● **WHAT THIS TASK INVOLVES**
Output exactly the lines below, starting with the line that has "let residual_capacity = analysis" and going on through the line that has "fn row(item: &RankedProduct<'_>, units: f64)", both included, and no other lines.
○ ○ ○ ○ ○ ○ ○
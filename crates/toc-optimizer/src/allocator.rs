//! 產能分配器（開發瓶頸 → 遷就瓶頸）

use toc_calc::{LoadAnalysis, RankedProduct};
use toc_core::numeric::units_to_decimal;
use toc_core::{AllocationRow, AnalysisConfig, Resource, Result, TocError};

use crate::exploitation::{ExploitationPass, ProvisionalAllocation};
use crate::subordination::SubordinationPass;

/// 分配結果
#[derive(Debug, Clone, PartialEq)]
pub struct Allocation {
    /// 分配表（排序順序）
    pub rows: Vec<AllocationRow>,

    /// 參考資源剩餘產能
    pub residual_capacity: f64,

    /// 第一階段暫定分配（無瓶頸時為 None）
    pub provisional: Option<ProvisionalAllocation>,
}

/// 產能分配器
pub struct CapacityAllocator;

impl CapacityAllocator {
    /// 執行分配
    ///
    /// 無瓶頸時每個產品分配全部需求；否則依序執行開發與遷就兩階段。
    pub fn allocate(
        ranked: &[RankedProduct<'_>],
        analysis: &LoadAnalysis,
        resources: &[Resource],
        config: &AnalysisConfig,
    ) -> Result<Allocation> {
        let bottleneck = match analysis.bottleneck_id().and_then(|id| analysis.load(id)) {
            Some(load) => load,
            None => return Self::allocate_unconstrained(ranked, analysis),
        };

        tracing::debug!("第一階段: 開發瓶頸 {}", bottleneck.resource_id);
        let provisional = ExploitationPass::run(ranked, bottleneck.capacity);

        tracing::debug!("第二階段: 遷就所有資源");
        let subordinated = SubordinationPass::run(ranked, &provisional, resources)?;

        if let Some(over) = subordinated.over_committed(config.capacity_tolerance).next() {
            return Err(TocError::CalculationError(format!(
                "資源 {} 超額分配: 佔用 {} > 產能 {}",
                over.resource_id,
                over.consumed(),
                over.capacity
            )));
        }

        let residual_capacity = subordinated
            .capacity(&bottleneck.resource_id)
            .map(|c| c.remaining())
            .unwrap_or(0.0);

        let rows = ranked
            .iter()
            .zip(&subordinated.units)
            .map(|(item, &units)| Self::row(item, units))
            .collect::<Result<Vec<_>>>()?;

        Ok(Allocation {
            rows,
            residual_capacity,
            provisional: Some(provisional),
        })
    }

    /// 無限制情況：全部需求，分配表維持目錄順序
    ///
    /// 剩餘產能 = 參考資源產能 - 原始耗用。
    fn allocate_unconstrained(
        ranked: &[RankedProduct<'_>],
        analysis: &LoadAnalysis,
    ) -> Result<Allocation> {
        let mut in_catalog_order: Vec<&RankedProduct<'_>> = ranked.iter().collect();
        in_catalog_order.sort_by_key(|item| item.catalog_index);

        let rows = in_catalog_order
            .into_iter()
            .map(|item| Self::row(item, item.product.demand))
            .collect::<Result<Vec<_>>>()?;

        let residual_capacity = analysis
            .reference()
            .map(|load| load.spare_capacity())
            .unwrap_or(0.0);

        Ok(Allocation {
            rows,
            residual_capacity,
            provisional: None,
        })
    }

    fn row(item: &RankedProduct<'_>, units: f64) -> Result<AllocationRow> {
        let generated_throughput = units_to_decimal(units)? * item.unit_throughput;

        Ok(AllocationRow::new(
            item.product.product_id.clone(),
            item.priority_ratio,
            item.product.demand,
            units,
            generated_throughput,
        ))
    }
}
○ ○ ○ ○ ○ ○ ○
● **TASK OUTPUT**
        let residual_capacity = analysis
            .reference()
            .map(|load| load.spare_capacity())
            .unwrap_or(0.0);

        Ok(Allocation {
            rows,
            residual_capacity,
            provisional: None,
        })
    }

    fn row(item: &RankedProduct<'_>, units: f64) -> Result<AllocationRow> {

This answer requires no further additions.